Поход королевский кончился ничем: неприятель спокойно вышел из границ королевства, обремененный добычею. "Поляки, - пишет Тяпкин, - проводили турок как милых гостей, одаривши их бесчисленными дарами из душ православных, проводили за самый Днестр, мало не до Дуная. Когда же увидали, что турки и татары из Валахии вышли, то обнаружили здесь великую храбрость над церквами и монастырями благочестивыми, стали до основания их разорять и жечь, церковные утвари разбойнически расхитили, нескольких епископов и многих игуменов и священников до смерти побили; в церквах с конями стояли и, что еще хуже, с невольницами ночевали; и теперь по маетностям своим стадами, как бессловесных, гонят невольников волошских. Православные христиане во Львове сильно об этом вздыхают и плачут, опасаясь, чтоб и над ними латинская прелесть окончательно не взяла верха. Слышу от благочестивых духовных и мирских, что их владыки здесь только мантиею благочестивой веры восточной украшаются, внутри же тяжки св. церкви, как волки, и больше римскому костелу похлебствуют, чем церкви божии защищают",
Тяпкин в своих донесениях не нахвалится дружелюбным обращением с собою цесарского резидента Зеровского: "Во всем братолюбно со мною дружбу и согласие иметь желает в равенстве; только я не могу с ним равняться, потому что он очень богат и славен, ездит в позолоченной карете шестернею, а у меня две клячи насилу живы, и тех кормить нечем".
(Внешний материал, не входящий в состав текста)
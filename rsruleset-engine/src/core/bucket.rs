use std::fmt::{Display, Formatter};

/// 输出分段枚举，每条规则行最终只属于其中一个
///
/// 顺序即下游的匹配顺序：域名（字符串匹配，开销低）优先，
/// 其次是不需要解析的非 IP 规则，最后才是需要解析的 IP 规则。
#[derive(Debug, Clone, Copy, PartialEq, Eq, Hash, PartialOrd, Ord)]
pub enum Bucket {
    Domain,
    NonIp,
    Ip,
}

impl Bucket {
    /// 按输出顺序排列的全部分段
    pub const ALL: [Bucket; 3] = [Bucket::Domain, Bucket::NonIp, Bucket::Ip];

    /// 分段对应的输出子目录名
    pub fn dir_name(&self) -> &'static str {
        match self {
            Bucket::Domain => "domainset",
            Bucket::NonIp => "non_ip",
            Bucket::Ip => "ip",
        }
    }

    /// 由子目录名反查分段（大小写不敏感）
    pub fn from_dir_name(name: &str) -> Option<Bucket> {
        Bucket::ALL
            .into_iter()
            .find(|bucket| bucket.dir_name().eq_ignore_ascii_case(name))
    }

    /// 目录名是否与保留的分段名冲突
    pub fn is_reserved_name(name: &str) -> bool {
        Bucket::from_dir_name(name).is_some()
    }
}

impl Display for Bucket {
    fn fmt(&self, f: &mut Formatter<'_>) -> std::fmt::Result {
        f.write_str(self.dir_name())
    }
}
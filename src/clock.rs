//! Sources of "today".

use chrono::Local;

use crate::CalendarDate;

/// Supplies the current local calendar date. Time of day is never observed.
pub trait Clock {
    fn today(&self) -> CalendarDate;
}

/// Reads today's date from the system clock in the local timezone.
#[derive(Debug, Clone, Copy, Default)]
pub struct SystemClock;

impl Clock for SystemClock {
    fn today(&self) -> CalendarDate {
        CalendarDate::saturating_from(Local::now().date_naive())
    }
}

/// Always reports the same date.
#[derive(Debug, Clone, Copy, PartialEq, Eq)]
pub struct FixedClock(pub CalendarDate);

impl Clock for FixedClock {
    fn today(&self) -> CalendarDate {
        self.0
    }
}

impl<C: Clock + ?Sized> Clock for &C {
    fn today(&self) -> CalendarDate {
        (**self).today()
    }
}
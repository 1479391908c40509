/// Minimum valid year (inclusive)
pub const MIN_YEAR: u16 = 1;

/// Maximum valid year (inclusive)
pub const MAX_YEAR: u16 = 9999;

/// Maximum valid month (December)
pub const MAX_MONTH: u8 = 12;

/// First day of month, used for lower bounds
pub const MIN_DAY: u8 = 1;

/// Month number for January
pub const JANUARY: u8 = 1;
/// Month number for December
pub const DECEMBER: u8 = 12;

/// Days in the longest months
pub const LONG_MONTH_DAYS: u8 = 31;

/// Leap year occurs every 4 years
pub(crate) const LEAP_YEAR_CYCLE: u16 = 4;
/// Century years are not leap years unless...
pub(crate) const CENTURY_CYCLE: u16 = 100;
/// ...they are divisible by 400 (Gregorian calendar correction)
pub(crate) const GREGORIAN_CYCLE: u16 = 400;

/// English month names, January first
pub const MONTH_NAMES: [&str; 12] = [
    "January",
    "February",
    "March",
    "April",
    "May",
    "June",
    "July",
    "August",
    "September",
    "October",
    "November",
    "December",
];

/// Years shown before the reference year when no window is configured
pub const DEFAULT_YEARS_BEFORE: u16 = 0;
/// Years shown after the reference year when no window is configured
pub const DEFAULT_YEARS_AFTER: u16 = 5;

/// Date component separator (ISO 8601 format)
pub const DATE_SEPARATOR: char = '-';
/// Separator between a date and its time of day (ISO 8601 format)
pub const TIME_SEPARATOR: char = 'T';
/// Range separator (ISO 8601 extended format)
pub const RANGE_SEPARATOR: char = '/';
/// Marker for an open range end
pub const OPEN_RANGE_END: &str = "..";
/// Month-first format separator (legacy US format)
pub const MONTH_FIRST_SEPARATOR: char = '/';
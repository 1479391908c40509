use std::fmt;

use crate::{
    CalendarDate, Clock, ConfigError, DatePickerConfig, Day, Month, Options, PartialDate, SystemClock, Year,
    YearWindow, constraint, prelude::*,
};

/// Where the picker stands, derived from the panel flag and the selection.
#[derive(Debug, Clone, Copy, PartialEq, Eq, Hash, Display)]
pub enum Step {
    #[display(fmt = "closed")]
    Closed,
    #[display(fmt = "pick year")]
    PickYear,
    #[display(fmt = "pick month")]
    PickMonth,
    #[display(fmt = "pick day")]
    PickDay,
    #[display(fmt = "confirm")]
    Confirm,
}

/// A discrete user action. Candidate values are raw numbers as a renderer sees them.
#[derive(Debug, Clone, Copy, PartialEq, Eq, Hash, Display)]
pub enum Action {
    #[display(fmt = "open")]
    Open,
    #[display(fmt = "close")]
    Close,
    #[display(fmt = "select year {_0}")]
    SelectYear(u16),
    #[display(fmt = "select month {_0}")]
    SelectMonth(u8),
    #[display(fmt = "select day {_0}")]
    SelectDay(u8),
    #[display(fmt = "clear year")]
    ClearYear,
    #[display(fmt = "clear month")]
    ClearMonth,
    #[display(fmt = "clear day")]
    ClearDay,
    #[display(fmt = "commit")]
    Commit,
}

/// Panel flag plus selection. The selection is a `PartialDate`, so a month
/// never exists without its year and a day never without its month.
/// A month seeded without a year waits in `pending_month` until a year is picked.
#[derive(Debug, Clone, Copy, PartialEq, Eq, Hash, Default)]
pub struct SelectorState {
    open:          bool,
    selection:     Option<PartialDate>,
    pending_month: Option<Month>,
}

impl SelectorState {
    pub const fn is_open(&self) -> bool {
        self.open
    }

    pub const fn selection(&self) -> Option<PartialDate> {
        self.selection
    }

    pub const fn step(&self) -> Step {
        if !self.open {
            return Step::Closed;
        }
        match self.selection {
            None => Step::PickYear,
            Some(PartialDate::Year { .. }) => Step::PickMonth,
            Some(PartialDate::Month { .. }) => Step::PickDay,
            Some(PartialDate::Day(_)) => Step::Confirm,
        }
    }

    pub const fn selected_year(&self) -> Option<Year> {
        match self.selection {
            Some(selection) => Some(selection.year()),
            None => None,
        }
    }

    pub const fn selected_month(&self) -> Option<Month> {
        match self.selection {
            Some(selection) => selection.month(),
            None => None,
        }
    }

    pub const fn selected_day(&self) -> Option<Day> {
        match self.selection {
            Some(selection) => selection.day(),
            None => None,
        }
    }

    /// Seeded month still waiting for a year
    pub const fn pending_month(&self) -> Option<Month> {
        self.pending_month
    }

    const fn with_selection(self, selection: Option<PartialDate>) -> Self {
        Self { selection, ..self }
    }

    const fn closed(self) -> Self {
        Self { open: false, ..self }
    }
}

/// What an action did.
#[derive(Debug, Clone, Copy, PartialEq, Eq, Hash)]
pub enum Outcome {
    /// The state changed; `from` and `to` may be equal when only the selection was reset.
    Moved { from: Step, to: Step },
    /// The selection was committed and the panel closed.
    Committed(CalendarDate),
    /// The action did not apply and nothing changed.
    Ignored,
}

impl Outcome {
    pub const fn is_ignored(&self) -> bool {
        matches!(self, Self::Ignored)
    }
}

type CommitCallback = Box<dyn FnMut(CalendarDate)>;

/// The selection core of a date picker: a year, month, day state machine over
/// an immutable configuration.
pub struct DateSelector<C = SystemClock> {
    config:           DatePickerConfig,
    clock:            C,
    state:            SelectorState,
    on_date_selected: Option<CommitCallback>,
}

impl DateSelector<SystemClock> {
    /// Creates a closed picker reading today from the system clock.
    ///
    /// # Errors
    /// Returns `ConfigError` if the options do not resolve.
    pub fn new(options: &Options) -> Result<Self, ConfigError> {
        Self::with_clock(options, SystemClock)
    }
}

impl<C: Clock> DateSelector<C> {
    /// Creates a closed picker with an explicit source of today.
    ///
    /// # Errors
    /// Returns `ConfigError` if the options do not resolve.
    pub fn with_clock(options: &Options, clock: C) -> Result<Self, ConfigError> {
        let config = options.resolve(clock.today())?;
        Ok(Self {
            config,
            clock,
            state: SelectorState::default(),
            on_date_selected: None,
        })
    }

    /// Registers the callback invoked once per commit with the chosen date.
    #[must_use]
    pub fn on_date_selected(mut self, callback: impl FnMut(CalendarDate) + 'static) -> Self {
        self.on_date_selected = Some(Box::new(callback));
        self
    }

    pub const fn config(&self) -> &DatePickerConfig {
        &self.config
    }

    pub const fn year_window(&self) -> &YearWindow {
        self.config.year_window()
    }

    pub const fn state(&self) -> SelectorState {
        self.state
    }

    pub const fn step(&self) -> Step {
        self.state.step()
    }

    pub const fn is_open(&self) -> bool {
        self.state.is_open()
    }

    pub const fn selection(&self) -> Option<PartialDate> {
        self.state.selection()
    }

    pub const fn selected_year(&self) -> Option<Year> {
        self.state.selected_year()
    }

    pub const fn selected_month(&self) -> Option<Month> {
        self.state.selected_month()
    }

    pub const fn selected_day(&self) -> Option<Day> {
        self.state.selected_day()
    }

    pub const fn pending_month(&self) -> Option<Month> {
        self.state.pending_month()
    }

    /// Today according to the picker's clock
    pub fn today(&self) -> CalendarDate {
        self.clock.today()
    }

    pub fn is_year_disabled(&self, year: Year) -> bool {
        constraint::year_disabled(self.config.constraints(), self.today(), year)
    }

    pub fn is_month_disabled(&self, year: Year, month: Month) -> bool {
        constraint::month_disabled(self.config.constraints(), self.today(), year, month)
    }

    pub fn is_day_disabled(&self, date: CalendarDate) -> bool {
        constraint::day_disabled(self.config.constraints(), self.today(), date)
    }

    pub fn open(&mut self) -> Outcome {
        self.dispatch(Action::Open)
    }

    pub fn close(&mut self) -> Outcome {
        self.dispatch(Action::Close)
    }

    pub fn select_year(&mut self, year: u16) -> Outcome {
        self.dispatch(Action::SelectYear(year))
    }

    /// Selects a month, `1` being January.
    pub fn select_month(&mut self, month: u8) -> Outcome {
        self.dispatch(Action::SelectMonth(month))
    }

    pub fn select_day(&mut self, day: u8) -> Outcome {
        self.dispatch(Action::SelectDay(day))
    }

    pub fn clear_year(&mut self) -> Outcome {
        self.dispatch(Action::ClearYear)
    }

    pub fn clear_month(&mut self) -> Outcome {
        self.dispatch(Action::ClearMonth)
    }

    pub fn clear_day(&mut self) -> Outcome {
        self.dispatch(Action::ClearDay)
    }

    pub fn commit(&mut self) -> Outcome {
        self.dispatch(Action::Commit)
    }

    /// Applies one action. Actions that do not apply to the current step,
    /// name an invalid value or a disabled option are ignored.
    pub fn dispatch(&mut self, action: Action) -> Outcome {
        let from = self.state.step();
        let Some(next) = self.transition(action) else {
            log::debug!("ignored '{action}' in step '{from}'");
            return Outcome::Ignored;
        };
        self.state = next;
        let to = next.step();
        log::trace!("'{action}': '{from}' -> '{to}'");

        match (action, next.selection) {
            (Action::Commit, Some(PartialDate::Day(date))) => {
                self.deliver(date);
                Outcome::Committed(date)
            },
            _ => Outcome::Moved { from, to },
        }
    }

    fn deliver(&mut self, date: CalendarDate) {
        match self.on_date_selected.as_mut() {
            Some(callback) => {
                log::debug!("committing {date}");
                callback(date);
            },
            None => log::warn!("committed {date} with no date-selected callback registered"),
        }
    }

    /// The single state-update rule. `None` means the action is a no-op.
    fn transition(&self, action: Action) -> Option<SelectorState> {
        let state = self.state;
        let constraints = self.config.constraints();

        match (state.open, action, state.selection) {
            (_, Action::Open, _) => Some(SelectorState {
                open:          true,
                selection:     self.config.seed(),
                pending_month: self.config.month_seed(),
            }),
            (false, ..) => None,
            (true, Action::Close, _) | (true, Action::Commit, Some(PartialDate::Day(_))) => Some(state.closed()),

            (true, Action::SelectYear(value), None) => {
                let year = Year::new(value).ok()?;
                let selectable = self.config.year_window().contains(year)
                    && !constraint::year_disabled(constraints, self.today(), year);
                if !selectable {
                    return None;
                }
                // A pending month rides along unless it is disabled in the chosen year
                let selection = match state.pending_month {
                    Some(month) if !constraint::month_disabled(constraints, self.today(), year, month) => {
                        PartialDate::Month { year, month }
                    },
                    _ => PartialDate::Year { year },
                };
                Some(SelectorState {
                    open:          true,
                    selection:     Some(selection),
                    pending_month: None,
                })
            },
            (true, Action::SelectMonth(value), Some(PartialDate::Year { year })) => {
                let month = Month::new(value).ok()?;
                (!constraint::month_disabled(constraints, self.today(), year, month))
                    .then(|| state.with_selection(Some(PartialDate::Month { year, month })))
            },
            (true, Action::SelectDay(value), Some(PartialDate::Month { year, month })) => {
                let day = Day::new(value, year, month).ok()?;
                let date = CalendarDate::from_parts(year, month, day);
                (!constraint::day_disabled(constraints, self.today(), date))
                    .then(|| state.with_selection(Some(PartialDate::Day(date))))
            },

            // Clearing a field drops it and everything finer
            (true, Action::ClearYear, Some(_)) => Some(state.with_selection(None)),
            (true, Action::ClearMonth, None) => state.pending_month.map(|_| SelectorState {
                pending_month: None,
                ..state
            }),
            (true, Action::ClearMonth, Some(current @ (PartialDate::Month { .. } | PartialDate::Day(_)))) => {
                Some(state.with_selection(Some(PartialDate::Year { year: current.year() })))
            },
            (true, Action::ClearDay, Some(current @ PartialDate::Day(_))) => Some(state.with_selection(current.coarser())),

            _ => None,
        }
    }
}

impl<C: fmt::Debug> fmt::Debug for DateSelector<C> {
    fn fmt(&self, f: &mut fmt::Formatter<'_>) -> fmt::Result {
        f.debug_struct("DateSelector")
            .field("config", &self.config)
            .field("clock", &self.clock)
            .field("state", &self.state)
            .field("on_date_selected", &self.on_date_selected.is_some())
            .finish()
    }
}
Мы видели, как австрийские послы играли роль посредников при заключении мира между Россиею и Польшею, когда дело шло об избрании царя Алексея в преемники Яну-Казимиру. После неблагоприятный оборот дел, сильное желание окончить войну, истощавшую вконец государство, заставляли царя снова обращаться к посредничеству императора Леопольда. Но это обращение было похоже на старание утопающего схватиться за соломину и происходило от очень недостаточного знания тогдашних европейских дворов и их отношений. Польское правительство, более опытное, отклоняло австрийское посредничество. Венский двор объяснял это интригами польской королевы-француженки, которая хочет видеть родственника своего, французского принца, на польском престоле, объяснял союзом Яна-Казимира с ханом крымским, а чрез хана и с султаном турецким, что все ставило Польшу во враждебные отношения к Австрии. Но Москве было от этого не легче: она не переставала требовать содействия к прекращению тяжкой войны. Как будто в насмешку в конце 1661 года австрийский посол Августин фон Майерберг объявил, что турецкое войско вторгнулось в императорские владения, и просил, чтоб царское величество изволил мысль свою объявить, как бы против общего христианского неприятеля-бусурмана вспоможенье учинить ратными людьми? Думный дьяк Алмаз Иванов отвечал на это: "Сами знаете, что польский король, неприятель нашего государя, с бусурманом в союзе, следовательно, цесарскому величеству надобно стараться о том, как бы польского короля от бусурманского союза оторвать и с царским величеством привести к прежней братской дружбе и любви. Когда оба эти государя будут в мире, то надежнее будет мысль против общего христианского неприятеля. Цесарскому величеству можно помирить великого государя нашего с королем польским способом внешним и духовным: внешним - войною, духовным - клятвою, потому что вера у них одна - папежская, а папа издавна имеет старание о том, чтобы все христианские государи были в совете и с бусурманами не дружились и союза не имели. Вам известно, что теперь у царского величества неприятель польский король и все войска наши стоят против поляков: так, не помирясь с польским королем, начать войну с другим великим неприятелем надобно рассудя".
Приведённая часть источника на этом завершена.